L'évolution de la présidence US au XXe siècle a fait du chef de l'Etat le décideur ultime, de dernier ressort, pour la politique étrangère et les interventions militaires extérieures. Si le Congrès a tenté, lors du Watergate, de reprendre ses prérogatives originelles (War Powers Act de décembre 1973, qui contraint théoriquement le président à soumettre à l'aval du Congrès tout déploiement extérieur de forces dans un délai de 60 jours), la présidence a développé de nouveaux moyens de contournement de l'autorité du Congrès. Ainsi, Trump lui-même a pu déjà frapper deux fois militairement  le régime de Bachar par des frappes aériennes en Syrie en arguant qu'il ne s'agissait pas de déploiement de troupes au sol et d'opérations ponctuelles. Quant à la présence de soldats étatsuniens en Syrie contre l'Etat Islamique, elle a été justifiée sous Obama puis sous Trump par des autorisations votées par le Congrès en 2001-2002 pour la lutte contre le terrorisme islamique d'Al Qa'ida. Si Trump décidait de frapper l'Iran, il pourrait utiliser de nouveau cette autorisation parlementaire de 2001-2002 en arguant des activités terroristes financées par Téhéran. Le Congrès paraît donc dépassé comme contre-pouvoir en politique étrangère, d'autant que le Sénat possède une majorité républicaine confortable. Les lignes de fracture éventuelles passent actuellement davantage à l'intérieur de l'exécutif entre un Trump soucieux de conserver la dimension isolationniste et sans guerre longue de son America First et son conseiller à la Sécurité nationale Bolton ou son secrétaire d'Etat Pompeo, tous deux issus, à des degrés divers, de l'école néoconservatrice d'interventionnisme militaire direct pour imposer les valeurs étatsuniennes. Cependant, au sein même du Conseil à la Sécurité Nationale (NSC) qui reste l'organe central de conception et de décision de la politique étrangère et de défense US, si Bolton y contrôle la bureaucratie et les propositions, Trump reste le seul décideur. 

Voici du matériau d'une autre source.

//! Alias matching.
//!
//! Given a [`ResolvedContext`] and the raw text of a message, find at most one
//! command:
//!
//! 1. Strip the command prefix of the network's [`CommandPolicy`]. If the
//!    policy requires a prefix and the text has none, there is no command.
//! 2. Pick the longest alias the remaining text starts with, compared under
//!    the tree's case policy. The alias must be followed by whitespace or the
//!    end of the text.
//! 3. Everything after the alias, trimmed, is the argument string.
//!
//! ```rust,ignore
//! let policy = CommandPolicy::default(); // prefix "!", required
//! let m = match_command(&resolved, &policy, "!Timer add 5m tea").unwrap();
//! assert_eq!(m.alias, "timer");
//! assert_eq!(m.args, "add 5m tea");
//! ```

use std::sync::Arc;

use serde::{Deserialize, Serialize};

use crate::resolver::{ListenerRef, ResolvedContext};

/// How commands are recognized on one network.
#[derive(Debug, Clone, PartialEq, Eq, Serialize, Deserialize)]
#[serde(default, deny_unknown_fields)]
pub struct CommandPolicy {
    /// Text every command starts with.
    pub prefix: String,
    /// Whether text without the prefix can still be a command.
    pub require_prefix: bool,
}

impl Default for CommandPolicy {
    fn default() -> Self {
        Self {
            prefix: "!".to_string(),
            require_prefix: true,
        }
    }
}

impl CommandPolicy {
    /// Creates a policy.
    pub fn new(prefix: impl Into<String>, require_prefix: bool) -> Self {
        Self {
            prefix: prefix.into(),
            require_prefix,
        }
    }

    /// Returns the text after the prefix, or `None` if it cannot be a command.
    pub fn strip<'a>(&self, text: &'a str) -> Option<&'a str> {
        if self.prefix.is_empty() {
            return Some(text);
        }
        match text.strip_prefix(self.prefix.as_str()) {
            Some(rest) => Some(rest),
            None if self.require_prefix => None,
            None => Some(text),
        }
    }
}

/// A successful alias match.
#[derive(Debug, Clone)]
pub struct CommandMatch {
    /// The matched alias, normalized.
    pub alias: String,
    /// Trimmed text after the alias.
    pub args: String,
    /// Whether the alias is advertised.
    pub exposed: bool,
    /// The listener answering to the alias.
    pub listener: Arc<ListenerRef>,
}

/// Matches `text` against the aliases of `resolved`.
pub fn match_command(
    resolved: &ResolvedContext,
    policy: &CommandPolicy,
    text: &str,
) -> Option<CommandMatch> {
    let body = policy.strip(text)?;
    // normalization only touches ASCII letters, so byte offsets carry over to `body`
    let normalized = resolved.policy().normalize(body);

    let (alias, entry) = resolved
        .aliases()
        .iter()
        .filter(|(alias, _)| {
            normalized.starts_with(alias.as_str())
                && body[alias.len()..]
                    .chars()
                    .next()
                    .is_none_or(char::is_whitespace)
        })
        .max_by_key(|(alias, _)| alias.len())?;

    Some(CommandMatch {
        alias: alias.clone(),
        args: body[alias.len()..].trim().to_string(),
        exposed: entry.exposed,
        listener: Arc::clone(&entry.listener),
    })
}

#[cfg(test)]
mod tests {
    use super::*;
    use crate::plugin::testing::load;
    use crate::resolver::resolve;
    use crate::scope::{CasePolicy, ScopeContext, ScopeTree};
    use serde_json::json;

    fn resolved(tree: &ScopeTree) -> ResolvedContext {
        resolve(tree, &ScopeContext::network("libera").with_channel("#x"))
    }

    fn tree() -> ScopeTree {
        load(json!({
            "listeners": [
                { "plugin": "echo", "name": "timer", "aliases": ["timer", { "name": "t", "exposed": false }] },
                { "plugin": "echo", "name": "timer-add", "aliases": ["timer add"] },
                { "plugin": "echo", "name": "ping", "aliases": ["ping"] }
            ]
        }))
    }

    #[test]
    fn test_prefix_and_args() {
        let tree = tree();
        let resolved = resolved(&tree);
        let policy = CommandPolicy::default();

        let m = match_command(&resolved, &policy, "!ping   hello world  ").unwrap();
        assert_eq!(m.alias, "ping");
        assert_eq!(m.args, "hello world");

        assert!(match_command(&resolved, &policy, "ping").is_none());
        assert!(match_command(&resolved, &policy, "!pingpong").is_none());
        assert!(match_command(&resolved, &policy, "!nope").is_none());
    }

    #[test]
    fn test_longest_alias_wins() {
        let tree = tree();
        let resolved = resolved(&tree);
        let policy = CommandPolicy::default();

        let m = match_command(&resolved, &policy, "!timer add 5m tea").unwrap();
        assert_eq!(m.listener.name(), "timer-add");
        assert_eq!(m.args, "5m tea");

        let m = match_command(&resolved, &policy, "!timer list").unwrap();
        assert_eq!(m.listener.name(), "timer");
        assert_eq!(m.args, "list");
    }

    #[test]
    fn test_hidden_alias_matches() {
        let tree = tree();
        let resolved = resolved(&tree);
        let m = match_command(&resolved, &CommandPolicy::default(), "!t").unwrap();
        assert_eq!(m.listener.name(), "timer");
        assert!(!m.exposed);
        assert_eq!(m.args, "");
    }

    #[test]
    fn test_case_insensitive_policy() {
        let tree = tree();
        let resolved = resolved(&tree);
        let policy = CommandPolicy::default();
        let upper = match_command(&resolved, &policy, "!Ping x").unwrap();
        let lower = match_command(&resolved, &policy, "!ping x").unwrap();
        assert_eq!(upper.alias, lower.alias);
        assert_eq!(upper.args, "x");
    }

    #[test]
    fn test_case_sensitive_policy() {
        let config = crate::plugin::testing::scope(json!({
            "listeners": [{ "plugin": "echo", "aliases": ["ping"] }]
        }));
        let tree = ScopeTree::load(
            &config,
            &crate::plugin::testing::registry(),
            CasePolicy::Sensitive,
        )
        .unwrap();
        let resolved = resolved(&tree);
        assert!(match_command(&resolved, &CommandPolicy::default(), "!Ping").is_none());
        assert!(match_command(&resolved, &CommandPolicy::default(), "!ping").is_some());
    }

    #[test]
    fn test_optional_prefix() {
        let tree = tree();
        let resolved = resolved(&tree);
        let policy = CommandPolicy::new("!", false);
        assert!(match_command(&resolved, &policy, "ping").is_some());
        assert!(match_command(&resolved, &policy, "!ping").is_some());

        let bare = CommandPolicy::new("", true);
        assert!(match_command(&resolved, &bare, "ping").is_some());
    }
}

Paradoxalement, Donald Trump prône depuis le début de son mandat une politique à rebours de l'interventionnisme et exprime une ferme volonté de désengager les Etats-Unis des théâtres d'opération internationaux et des instances internationales. Est-ce crédible et faisable ? Peut-il décider seul ? Quelles forces s'opposent à ce "désengagement" unilatéral à l'intérieur des institutions américaines ?

Pour l'heure, Trump a, en effet, tourné le dos à beaucoup d'engagements internationaux multilatéraux dont il estimait qu'ils desservaient l'intérêt national au sens strict, dont le fameux accord nucléaire avec l'Iran de 2015 (JCPOA) mais aussi les traités de libre-échange, l'accord de Paris sur le climat etc. Et conformément à l'exercice de la présidence impériale, ce repli unilatéral des Etats-Unis voulu par Trump n'a pu être contrarié dans ses grandes lignes. Cependant, la crise actuelle avec l'Iran fait ressortir une nouvelle étape de la présidence Trump. Il a défait l'accord nucléaire signé avec Obama car il voulait un nouveau traité englobant des interdictions sur la prolifération balistique iranienne et le soutien de ce régime à des forces déstabilisatrices au Moyen-Orient. Trump, aussi paradoxal que celui puisse paraître, répète qu'il veut renégocier avec l'Iran, d'où les fortes sanctions économiques… après avoir cassé le seul accord déjà conclu sur le nucléaire. Mais Bolton et Pompeo paraissent eux beaucoup plus soucieux de renverser le régime religieux et dictatorial de Téhéran, dont ils dénoncent à l'envi la corruption et l'illégitimité. On voit donc un président "circonscrit" par ses conseillers qui tentent de poursuivre leurs propres objectifs sous son autorité. Cette tendance à la dissonance bureaucratique- voire à la résistance- est manifeste en politique étrangère où, par exemple, le département d'Etat n'a toujours pas exécuté l'ordre de retrait de l'aide financière au Honduras, au Guatemala et au Salvador annoncé par Trump fin mars (Ignoring Trump’s Orders, Hoping He’ll Forget).